Western culture has to a large extent been
rooted in the Enlightenment. There lies an important source of the view of the
self as rational, autonomous and capable of making its own future.
The Enlightenment is variegated. Jonathan
Israël distinguished between a radical stream and a moderate, mainstream one.
In the radical stream we find Spinoza, Bayle, and the French radical philosophes
(such as Diderot, d’Alembert, d’Holbach, Helvétius, and Condorcet). In the
moderate stream we find many of the British enlightenment thinkers (such as
Locke, Adam Smith, and Newton) and in France Turgot, Montesquieu and Voltaire.
Some philosophers (David Hume, Jean-Jacques Rousseau) are difficult to assign
clearly to one of the streams.
There are four central issues on which the
two streams differ. A first is whether there is (in case of the radicals) or is
not (the moderates) a unity of mind and body. According to the radicals
thinking arises from the body, without agency from any external God, and hence
there is no immortality of the soul and no hereafter. According to the
moderates thinking is infused by God. Separation of mind and body is required
for immortality of the soul, which is needed for morality.
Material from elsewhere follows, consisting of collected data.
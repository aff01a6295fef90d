//! Configuration loading: task lists and the typed options of each directive.
//!
//! A configuration file is an ordered list of tasks; each task maps
//! directive names to directive data. YAML and JSON are both accepted.
pub mod clean;
pub mod create;
pub mod link;
pub mod shell;

use serde::de::DeserializeOwned;
use serde_yaml::{Mapping, Value};
use std::path::{Path, PathBuf};

use crate::error::ConfigError;
use crate::logging::Log;

/// One task: directive name to directive data, in file order.
pub type Task = Mapping;

/// Read one configuration file into a YAML value.
///
/// Returns `None` for an empty file. Files ending in `.json` are parsed as
/// JSON (key order preserved); everything else as YAML.
fn read_file(path: &Path) -> Result<Option<Value>, ConfigError> {
    let content = std::fs::read_to_string(path).map_err(|source| ConfigError::Io {
        path: path.to_path_buf(),
        source,
    })?;
    if content.trim().is_empty() {
        return Ok(None);
    }
    let parse_err = |message: String| ConfigError::Parse {
        path: path.to_path_buf(),
        message,
    };
    let is_json = path
        .extension()
        .is_some_and(|ext| ext.eq_ignore_ascii_case("json"));
    let value = if is_json {
        let json: serde_json::Value =
            serde_json::from_str(&content).map_err(|e| parse_err(e.to_string()))?;
        serde_yaml::to_value(json).map_err(|e| parse_err(e.to_string()))?
    } else {
        serde_yaml::from_str(&content).map_err(|e| parse_err(e.to_string()))?
    };
    Ok(match value {
        Value::Null => None,
        other => Some(other),
    })
}

/// Load and concatenate the task lists of `paths`, in order.
///
/// An empty file contributes no tasks and logs a warning.
///
/// # Errors
///
/// Returns an error if no path is given, a file cannot be read or parsed, or
/// a file is not a list of task mappings.
pub fn load_tasks(paths: &[PathBuf], log: &dyn Log) -> Result<Vec<Task>, ConfigError> {
    if paths.is_empty() {
        return Err(ConfigError::NoConfigFile);
    }
    let mut tasks = Vec::new();
    for path in paths {
        let Some(value) = read_file(path)? else {
            log.warn(&format!("Configuration file {} is empty, no work to do", path.display()));
            continue;
        };
        let Value::Sequence(items) = value else {
            return Err(ConfigError::NotATaskList(path.clone()));
        };
        for item in items {
            match item {
                Value::Mapping(task) => tasks.push(task),
                // A bare `- ` entry is an empty task.
                Value::Null => tasks.push(Mapping::new()),
                _ => return Err(ConfigError::NotATaskList(path.clone())),
            }
        }
        log.debug(&format!("Loaded {}", path.display()));
    }
    Ok(tasks)
}

/// Deserialize the options block of `directive`, or defaults when absent.
///
/// # Errors
///
/// Returns [`ConfigError::InvalidOptions`] if the block has the wrong shape.
pub fn options_from<T: DeserializeOwned + Default>(
    directive: &str,
    value: Option<&Value>,
) -> Result<T, ConfigError> {
    match value {
        None | Some(Value::Null) => Ok(T::default()),
        Some(v) => serde_yaml::from_value(v.clone()).map_err(|e| invalid(directive, e.to_string())),
    }
}

/// Shorthand for [`ConfigError::InvalidOptions`].
pub(crate) fn invalid(directive: &str, message: impl Into<String>) -> ConfigError {
    ConfigError::InvalidOptions {
        directive: directive.to_string(),
        message: message.into(),
    }
}

/// Read a mapping key as a string, rejecting other scalar types.
pub(crate) fn key_str<'a>(directive: &str, key: &'a Value) -> Result<&'a str, ConfigError> {
    key.as_str()
        .ok_or_else(|| invalid(directive, format!("expected a path, got {key:?}")))
}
The second central issue concerns
rationality. Are human beings capable (the radicals) or not (the moderates) of
rational autonomy of the self and rational arrangements for a good society.
According to the moderates, rationality has its limits and human thought and
action depend on habits and on social and institutional conditions.
A third issue is the classic problem of
universals, which I discussed in a previous item in this blog. For the radical
stream conduct must be guided by universal principles of reason, with a
universal notion of the individual, while the mainstream had an eye for the
limits of reason, the role of unique individuals, institutions, customs, norms,
unintended consequences of social dynamics (Hume), diversity of societies on
the basis of climate, location, environment and religion (Montesquieu), and
technology and entrepreneurship (Turgot). It is often not so much a mistake, an
error of reason, that is in the way of truth and goodness as existing habits,
routines, laxity, established interests and resistance to change. The radical
stream is a-historical, the moderate stream is not.
Fourthly, there is a difference of opinion
whether there is free will (the moderates) or not (most radicals). I discussed
free will in a previous item of this blog.
On the four points of difference one can
take a moderate position on one and a radical position on another. One can
maintain that there is no separation of body and mind, that thinking arises in
the body, there is no providential, miracle-producing God (radical), and no
immortality of the soul (radical). One can doubt the rationality of the human
being and society (moderate) and one can doubt the validity or immutability of
universal ideas and rules (moderate). That is more or less where I stand.